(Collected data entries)
=== Begin Enclosure ===

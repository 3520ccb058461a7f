use crate::io_utils;

/// Parse subtype 13: long variable names.
///
/// The payload is `SHORT=LongName` pairs separated by 0x09 tab bytes.
/// Short names are matched case-insensitively during reconciliation, so
/// no case normalization happens here.
pub fn parse_long_var_names(data: &[u8]) -> Vec<(String, String)> {
    let text = io_utils::bytes_to_string_lossy(data);
    let mut result = Vec::new();

    for pair in text.split('\t') {
        if pair.is_empty() {
            continue;
        }
        if let Some((short, long)) = pair.split_once('=') {
            result.push((short.to_string(), long.to_string()));
        }
    }

    result
}

#[cfg(test)]
mod tests {
    use super::*;

    #[test]
    fn test_parse_long_var_names() {
        let data = b"Q1=Question1\tQ2=Question_Two\tAGE=RespondentAge";
        let names = parse_long_var_names(data);

        assert_eq!(names.len(), 3);
        assert_eq!(names[0], ("Q1".to_string(), "Question1".to_string()));
        assert_eq!(names[1], ("Q2".to_string(), "Question_Two".to_string()));
        assert_eq!(names[2], ("AGE".to_string(), "RespondentAge".to_string()));
    }

    #[test]
    fn test_trailing_tab_tolerated() {
        let data = b"V1=Respondent_Age\t";
        let names = parse_long_var_names(data);
        assert_eq!(
            names,
            vec![("V1".to_string(), "Respondent_Age".to_string())]
        );
    }
}
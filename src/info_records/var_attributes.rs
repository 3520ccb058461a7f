use crate::constants::Role;
use crate::io_utils;

/// Subtype 18: variable attributes, with the role list post-parsed.
///
/// The raw payload is kept verbatim; attribute grammar beyond roles is
/// not interpreted.
#[derive(Debug, Clone)]
pub struct VarAttributes {
    pub raw: Vec<u8>,
    /// (variable name, role) pairs in payload order.
    pub roles: Vec<(String, Role)>,
}

/// Parse subtype 18. Roles are extracted by stripping newline bytes,
/// splitting the payload on '/', then splitting each entry on ':' into a
/// variable name and a `$@Role('<digit>')` suffix.
pub fn parse_var_attributes(data: &[u8]) -> VarAttributes {
    let stripped: Vec<u8> = data.iter().copied().filter(|&b| b != 0x0A).collect();
    let text = io_utils::bytes_to_string_lossy(&stripped);

    let mut roles = Vec::new();
    for entry in text.split('/') {
        let Some((name, suffix)) = entry.split_once(':') else {
            continue;
        };
        let Some(role) = parse_role_suffix(suffix) else {
            continue;
        };
        roles.push((name.to_string(), role));
    }

    VarAttributes {
        raw: data.to_vec(),
        roles,
    }
}

fn parse_role_suffix(suffix: &str) -> Option<Role> {
    let digits = suffix.strip_prefix("$@Role('")?.strip_suffix("')")?;
    let digit: u8 = digits.parse().ok()?;
    Role::from_digit(digit)
}

#[cfg(test)]
mod tests {
    use super::*;

    #[test]
    fn test_parse_roles() {
        let data = b"X:$@Role('0')/Y:$@Role('1')/Z:$@Role('5')";
        let attrs = parse_var_attributes(data);

        assert_eq!(
            attrs.roles,
            vec![
                ("X".to_string(), Role::Input),
                ("Y".to_string(), Role::Output),
                ("Z".to_string(), Role::Split),
            ]
        );
    }

    #[test]
    fn test_newlines_stripped() {
        let data = b"A:$@Role('2')/\nB:$@Role('3')";
        let attrs = parse_var_attributes(data);
        assert_eq!(
            attrs.roles,
            vec![
                ("A".to_string(), Role::Both),
                ("B".to_string(), Role::None),
            ]
        );
    }

    #[test]
    fn test_non_role_entries_skipped() {
        let data = b"A:$@Role('0')/B:other('x')/plain";
        let attrs = parse_var_attributes(data);
        assert_eq!(attrs.roles, vec![("A".to_string(), Role::Input)]);
        assert_eq!(attrs.raw, data.to_vec());
    }
}
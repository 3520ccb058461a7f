use std::io::Read;

use crate::constants::*;
use crate::error::{Result, SavError};
use crate::io_utils::{self, ByteSource};
use crate::reconcile::LogicalVariable;

/// One cell of a decoded case.
#[derive(Debug, Clone, PartialEq)]
pub enum Cell {
    /// Numeric value; system-missing surfaces as NaN.
    Number(f64),
    /// String value, trailing spaces trimmed.
    Text(String),
}

/// One case: cells in logical-variable order.
pub type Row = Vec<Cell>;

/// Outcome of decoding a single cell.
enum CellRead {
    Value(Cell),
    /// The opcode stream or the upstream bytes ended.
    End,
}

/// Opcode-driven case decoder.
///
/// For bytecode-compressed data (compression types 1 and 2) opcodes come
/// from an 8-byte chunk that refills as it drains; chunk boundaries do not
/// align with case boundaries, so the chunk and its index persist across
/// `read_case` calls.
#[derive(Debug)]
pub struct CaseDecoder {
    compression: Compression,
    bias: f64,
    sysmis: f64,
    opcodes: [u8; 8],
    /// Index into `opcodes`; starts past the end so the first access
    /// pulls a fresh chunk.
    opcode_idx: usize,
    eof: bool,
}

impl CaseDecoder {
    pub fn new(compression: Compression, bias: f64, sysmis: f64) -> CaseDecoder {
        CaseDecoder {
            compression,
            bias,
            sysmis,
            opcodes: [0u8; 8],
            opcode_idx: 8,
            eof: false,
        }
    }

    /// Decode the next case, or `None` at the end of the data stream.
    ///
    /// An end-of-file opcode (or end of stream) observed mid-case yields
    /// the partial row; observed before any cell it reports EOF.
    pub fn read_case<R: Read>(
        &mut self,
        source: &mut ByteSource<R>,
        variables: &[LogicalVariable],
    ) -> Result<Option<Row>> {
        if self.eof || variables.is_empty() {
            return Ok(None);
        }

        let mut row = Vec::with_capacity(variables.len());
        for var in variables {
            let cell = if var.is_numeric {
                self.numeric_cell(source)?
            } else {
                self.string_cell(source, var.width)?
            };
            match cell {
                CellRead::Value(value) => row.push(value),
                CellRead::End => {
                    self.eof = true;
                    if row.is_empty() {
                        return Ok(None);
                    }
                    if self.compression == Compression::None {
                        // Uncompressed data ends exactly on a case
                        // boundary; anything else is truncation.
                        return Err(SavError::UnexpectedEof);
                    }
                    return Ok(Some(row));
                }
            }
        }

        Ok(Some(row))
    }

    /// Decode one numeric cell (one 8-byte chunk).
    fn numeric_cell<R: Read>(&mut self, source: &mut ByteSource<R>) -> Result<CellRead> {
        if self.compression == Compression::None {
            return match source.read_f64() {
                Ok(value) => Ok(CellRead::Value(Cell::Number(self.map_sysmis(value)))),
                Err(SavError::UnexpectedEof) => Ok(CellRead::End),
                Err(e) => Err(e),
            };
        }

        loop {
            let Some(code) = self.next_opcode(source)? else {
                return Ok(CellRead::End);
            };
            match code {
                COMPRESS_SKIP => continue,
                COMPRESS_END_OF_FILE => return Ok(CellRead::End),
                COMPRESS_RAW_FOLLOWS => {
                    let value = source.read_f64()?;
                    return Ok(CellRead::Value(Cell::Number(self.map_sysmis(value))));
                }
                COMPRESS_SYSMIS | COMPRESS_EIGHT_SPACES => {
                    return Ok(CellRead::Value(Cell::Number(f64::NAN)));
                }
                code => {
                    return Ok(CellRead::Value(Cell::Number(f64::from(code) - self.bias)));
                }
            }
        }
    }

    /// Decode one string cell of `width` bytes across `ceil(width / 8)`
    /// chunks.
    fn string_cell<R: Read>(
        &mut self,
        source: &mut ByteSource<R>,
        width: usize,
    ) -> Result<CellRead> {
        let mut chars_to_read = width;
        let mut chunks_to_read = (width.max(1) - 1) / 8 + 1;
        let mut bytes = Vec::with_capacity(io_utils::round_up(width, 8));

        if self.compression == Compression::None {
            for chunk in 0..chunks_to_read {
                match source.read_8_bytes() {
                    Ok(slot) => bytes.extend_from_slice(&slot),
                    Err(SavError::UnexpectedEof) if chunk == 0 => return Ok(CellRead::End),
                    Err(e) => return Err(e),
                }
            }
            return Ok(CellRead::Value(emit_text(bytes)));
        }

        while chunks_to_read > 0 {
            let Some(code) = self.next_opcode(source)? else {
                return Ok(CellRead::End);
            };
            match code {
                COMPRESS_SKIP => continue,
                COMPRESS_END_OF_FILE => return Ok(CellRead::End),
                COMPRESS_RAW_FOLLOWS => {
                    let take = chars_to_read.min(8);
                    bytes.extend_from_slice(&source.read_bytes(take)?);
                    if chars_to_read < 8 {
                        // The final chunk is padded out to 8 bytes on disk.
                        source.discard(8 - chars_to_read)?;
                    }
                    chars_to_read -= take;
                }
                // Filler chunks (all spaces) and compressed numeric codes
                // contribute no string bytes; trimming covers the spaces.
                _ => {}
            }
            chunks_to_read -= 1;
        }

        Ok(CellRead::Value(emit_text(bytes)))
    }

    /// Pull the next opcode, refilling the 8-byte chunk when drained.
    /// Returns `None` when the stream ends at a chunk boundary.
    fn next_opcode<R: Read>(&mut self, source: &mut ByteSource<R>) -> Result<Option<u8>> {
        if self.opcode_idx >= 8 {
            match source.read_8_bytes() {
                Ok(chunk) => {
                    self.opcodes = chunk;
                    self.opcode_idx = 0;
                }
                Err(SavError::UnexpectedEof) => return Ok(None),
                Err(e) => return Err(e),
            }
        }
        let code = self.opcodes[self.opcode_idx];
        self.opcode_idx += 1;
        Ok(Some(code))
    }

    fn map_sysmis(&self, value: f64) -> f64 {
        if is_sysmis(value, self.sysmis) {
            f64::NAN
        } else {
            value
        }
    }
}

fn emit_text(bytes: Vec<u8>) -> Cell {
    Cell::Text(io_utils::bytes_to_string_lossy(
        io_utils::trim_trailing_spaces(&bytes),
    ))
}
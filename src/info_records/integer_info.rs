use std::io::Read;

use crate::error::Result;
use crate::io_utils::ByteSource;

/// Subtype 3: machine integer information.
#[derive(Debug, Clone)]
pub struct IntegerInfo {
    pub version_major: i32,
    pub version_minor: i32,
    pub version_revision: i32,
    pub machine_code: i32,
    /// Floating point representation: 1=IEEE, 2=IBM, 3=VAX.
    pub floating_point_rep: i32,
    pub compression_code: i32,
    /// Endianness flag: 1=big, 2=little.
    pub endianness: i32,
    /// IANA code page number (e.g. 65001=UTF-8, 1252=windows-1252).
    pub character_code: i32,
}

impl IntegerInfo {
    pub fn parse<R: Read>(source: &mut ByteSource<R>) -> Result<IntegerInfo> {
        Ok(IntegerInfo {
            version_major: source.read_i32()?,
            version_minor: source.read_i32()?,
            version_revision: source.read_i32()?,
            machine_code: source.read_i32()?,
            floating_point_rep: source.read_i32()?,
            compression_code: source.read_i32()?,
            endianness: source.read_i32()?,
            character_code: source.read_i32()?,
        })
    }
}
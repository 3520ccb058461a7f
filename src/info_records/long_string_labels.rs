use crate::error::{Result, SavError};
use crate::io_utils;

/// Value labels for one long string variable (subtype 21).
#[derive(Debug, Clone)]
pub struct LongStringLabelSet {
    pub var_name: String,
    pub var_width: i32,
    /// (value bytes, label bytes) pairs.
    pub labels: Vec<(Vec<u8>, Vec<u8>)>,
}

/// Parse subtype 21: long string value labels.
///
/// Per variable: name length (i32), name, variable width (i32), label
/// count (i32), then per label a length-prefixed value and a
/// length-prefixed label. The payload must be consumed exactly.
pub fn parse_long_string_labels(data: &[u8]) -> Result<Vec<LongStringLabelSet>> {
    let mut result = Vec::new();
    let mut pos = 0;

    while pos < data.len() {
        let name_len = read_i32_le(data, &mut pos)? as usize;
        let var_name = io_utils::bytes_to_string_lossy(read_slice(data, &mut pos, name_len)?);
        let var_width = read_i32_le(data, &mut pos)?;
        let label_count = read_i32_le(data, &mut pos)? as usize;

        let mut labels = Vec::with_capacity(label_count);
        for _ in 0..label_count {
            let value_len = read_i32_le(data, &mut pos)? as usize;
            let value = read_slice(data, &mut pos, value_len)?.to_vec();
            let label_len = read_i32_le(data, &mut pos)? as usize;
            let label = read_slice(data, &mut pos, label_len)?.to_vec();
            labels.push((value, label));
        }

        result.push(LongStringLabelSet {
            var_name,
            var_width,
            labels,
        });
    }

    Ok(result)
}

fn read_i32_le(data: &[u8], pos: &mut usize) -> Result<i32> {
    let bytes = read_slice(data, pos, 4)?;
    Ok(i32::from_le_bytes([bytes[0], bytes[1], bytes[2], bytes[3]]))
}

fn read_slice<'a>(data: &'a [u8], pos: &mut usize, n: usize) -> Result<&'a [u8]> {
    let end = pos.checked_add(n).ok_or_else(|| overrun(data.len()))?;
    if end > data.len() {
        return Err(overrun(data.len()));
    }
    let slice = &data[*pos..end];
    *pos = end;
    Ok(slice)
}

fn overrun(len: usize) -> SavError {
    SavError::Malformed(format!(
        "long string value labels truncated within {len}-byte payload"
    ))
}
use thiserror::Error;

#[derive(Error, Debug)]
pub enum SavError {
    #[error("not a valid SPSS system file: expected \"$FL2\" or \"$FL3\", found {found:?}")]
    NotValidFile { found: [u8; 4] },

    #[error("unexpected end of stream")]
    UnexpectedEof,

    #[error("I/O error: {0}")]
    Io(std::io::Error),

    #[error("malformed record: {0}")]
    Malformed(String),
}

impl From<std::io::Error> for SavError {
    fn from(err: std::io::Error) -> Self {
        if err.kind() == std::io::ErrorKind::UnexpectedEof {
            SavError::UnexpectedEof
        } else {
            SavError::Io(err)
        }
    }
}

pub type Result<T> = std::result::Result<T, SavError>;
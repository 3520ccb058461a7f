use std::io::Read;

use crate::error::{Result, SavError};

/// Byte order used for fixed-width integer and double reads.
#[derive(Debug, Clone, Copy, PartialEq, Eq)]
pub enum Endian {
    Little,
    Big,
}

impl Endian {
    /// The host's native byte order; the default assumption for new readers.
    pub fn native() -> Endian {
        if cfg!(target_endian = "big") {
            Endian::Big
        } else {
            Endian::Little
        }
    }
}

/// In-memory region that replaces the upstream stream once bound.
#[derive(Debug)]
struct Block {
    buf: Vec<u8>,
    pos: usize,
}

/// Endian-aware cursor over a byte stream.
///
/// Reads draw from the upstream `Read` until an in-memory block is bound
/// (after DEFLATE materialization), at which point all subsequent reads
/// come from the block. Supports non-consuming lookahead on the upstream
/// via an internal stash, which the record classifier relies on.
#[derive(Debug)]
pub struct ByteSource<R: Read> {
    inner: R,
    /// Bytes fetched from `inner` for lookahead but not yet consumed.
    lookahead: Vec<u8>,
    block: Option<Block>,
    endian: Endian,
    /// Count of bytes consumed from the upstream stream.
    position: u64,
}

impl<R: Read> ByteSource<R> {
    pub fn new(inner: R) -> Self {
        Self::with_endian(inner, Endian::native())
    }

    pub fn with_endian(inner: R, endian: Endian) -> Self {
        ByteSource {
            inner,
            lookahead: Vec::new(),
            block: None,
            endian,
            position: 0,
        }
    }

    pub fn endian(&self) -> Endian {
        self.endian
    }

    pub fn set_endian(&mut self, endian: Endian) {
        self.endian = endian;
    }

    /// Byte offset of the next unconsumed upstream byte.
    pub fn position(&self) -> u64 {
        self.position
    }

    /// Rebind all subsequent reads to an in-memory buffer.
    pub fn bind_block(&mut self, buf: Vec<u8>) {
        self.block = Some(Block { buf, pos: 0 });
    }

    /// Read exactly `buf.len()` bytes from the active source.
    pub fn read_exact(&mut self, buf: &mut [u8]) -> Result<()> {
        if let Some(block) = &mut self.block {
            let end = block.pos + buf.len();
            if end > block.buf.len() {
                return Err(SavError::UnexpectedEof);
            }
            buf.copy_from_slice(&block.buf[block.pos..end]);
            block.pos = end;
            return Ok(());
        }

        let stashed = buf.len().min(self.lookahead.len());
        buf[..stashed].copy_from_slice(&self.lookahead[..stashed]);
        self.lookahead.drain(..stashed);
        if stashed < buf.len() {
            self.inner.read_exact(&mut buf[stashed..])?;
        }
        self.position += buf.len() as u64;
        Ok(())
    }

    /// Read exactly `n` bytes into a new Vec.
    pub fn read_bytes(&mut self, n: usize) -> Result<Vec<u8>> {
        let mut buf = vec![0u8; n];
        self.read_exact(&mut buf)?;
        Ok(buf)
    }

    /// Read a 4-byte signed integer under the active byte order.
    pub fn read_i32(&mut self) -> Result<i32> {
        let mut buf = [0u8; 4];
        self.read_exact(&mut buf)?;
        Ok(match self.endian {
            Endian::Little => i32::from_le_bytes(buf),
            Endian::Big => i32::from_be_bytes(buf),
        })
    }

    /// Read an 8-byte signed integer under the active byte order.
    pub fn read_i64(&mut self) -> Result<i64> {
        let mut buf = [0u8; 8];
        self.read_exact(&mut buf)?;
        Ok(match self.endian {
            Endian::Little => i64::from_le_bytes(buf),
            Endian::Big => i64::from_be_bytes(buf),
        })
    }

    /// Read an 8-byte double under the active byte order.
    pub fn read_f64(&mut self) -> Result<f64> {
        let mut buf = [0u8; 8];
        self.read_exact(&mut buf)?;
        Ok(match self.endian {
            Endian::Little => f64::from_le_bytes(buf),
            Endian::Big => f64::from_be_bytes(buf),
        })
    }

    /// Read 8 raw bytes (no endian interpretation).
    pub fn read_8_bytes(&mut self) -> Result<[u8; 8]> {
        let mut buf = [0u8; 8];
        self.read_exact(&mut buf)?;
        Ok(buf)
    }

    /// Read `n` bytes as a bytestring. No character-set conversion is
    /// applied; non-UTF-8 bytes decode lossily.
    pub fn read_string(&mut self, n: usize) -> Result<String> {
        let buf = self.read_bytes(n)?;
        Ok(bytes_to_string_lossy(&buf))
    }

    /// Non-consuming lookahead. Returns up to `n` bytes; fewer only when
    /// the stream ends first.
    pub fn peek(&mut self, n: usize) -> Result<&[u8]> {
        if self.block.is_none() {
            self.fill_lookahead(n)?;
        }
        match &self.block {
            Some(block) => {
                let end = (block.pos + n).min(block.buf.len());
                Ok(&block.buf[block.pos..end])
            }
            None => Ok(&self.lookahead[..n.min(self.lookahead.len())]),
        }
    }

    /// Pull upstream bytes into the lookahead stash until it holds `n`
    /// bytes or the stream ends.
    fn fill_lookahead(&mut self, n: usize) -> Result<()> {
        while self.lookahead.len() < n {
            let mut chunk = [0u8; 256];
            let want = (n - self.lookahead.len()).min(chunk.len());
            match self.inner.read(&mut chunk[..want]) {
                Ok(0) => break,
                Ok(got) => self.lookahead.extend_from_slice(&chunk[..got]),
                Err(e) if e.kind() == std::io::ErrorKind::Interrupted => continue,
                Err(e) => return Err(e.into()),
            }
        }
        Ok(())
    }

    /// Compare the next `4 * tag.len()` bytes against the encoding of
    /// `tag` under the active byte order, without consuming them.
    pub fn is_next(&mut self, tag: &[i32]) -> Result<bool> {
        let mut expect = Vec::with_capacity(tag.len() * 4);
        for &word in tag {
            match self.endian {
                Endian::Little => expect.extend_from_slice(&word.to_le_bytes()),
                Endian::Big => expect.extend_from_slice(&word.to_be_bytes()),
            }
        }
        let ahead = self.peek(expect.len())?;
        Ok(ahead == expect.as_slice())
    }

    /// Advance the active source by `n` bytes.
    pub fn discard(&mut self, n: usize) -> Result<()> {
        if let Some(block) = &mut self.block {
            let end = block.pos + n;
            if end > block.buf.len() {
                return Err(SavError::UnexpectedEof);
            }
            block.pos = end;
            return Ok(());
        }

        let stashed = n.min(self.lookahead.len());
        self.lookahead.drain(..stashed);
        let mut remaining = n - stashed;
        let mut scratch = [0u8; 4096];
        while remaining > 0 {
            let want = remaining.min(scratch.len());
            self.inner.read_exact(&mut scratch[..want])?;
            remaining -= want;
        }
        self.position += n as u64;
        Ok(())
    }
}

/// Trim trailing spaces (0x20) and NUL bytes from a byte slice.
pub fn trim_trailing_padding(buf: &[u8]) -> &[u8] {
    let mut end = buf.len();
    while end > 0 && (buf[end - 1] == b' ' || buf[end - 1] == 0) {
        end -= 1;
    }
    &buf[..end]
}

/// Trim trailing spaces only. Cell emission uses this; NUL bytes in case
/// data are significant.
pub fn trim_trailing_spaces(buf: &[u8]) -> &[u8] {
    let mut end = buf.len();
    while end > 0 && buf[end - 1] == b' ' {
        end -= 1;
    }
    &buf[..end]
}

/// Round a length up to the next multiple of `alignment`.
pub fn round_up(len: usize, alignment: usize) -> usize {
    if alignment == 0 {
        return len;
    }
    let remainder = len % alignment;
    if remainder == 0 {
        len
    } else {
        len + alignment - remainder
    }
}

/// Convert a byte slice to a string, trying UTF-8 first and falling back to lossy.
pub fn bytes_to_string_lossy(bytes: &[u8]) -> String {
    String::from_utf8(bytes.to_vec()).unwrap_or_else(|_| String::from_utf8_lossy(bytes).into_owned())
}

=== End Enclosure ===

[Required action] Print the line containing "len + alignment - remainder" and every line after it to the end of the records above, exactly as written, and nothing else.

[Result for this exercise]
        len + alignment - remainder
    }
}

/// Convert a byte slice to a string, trying UTF-8 first and falling back to lossy.
pub fn bytes_to_string_lossy(bytes: &[u8]) -> String {
    String::from_utf8(bytes.to_vec()).unwrap_or_else(|_| String::from_utf8_lossy(bytes).into_owned())
}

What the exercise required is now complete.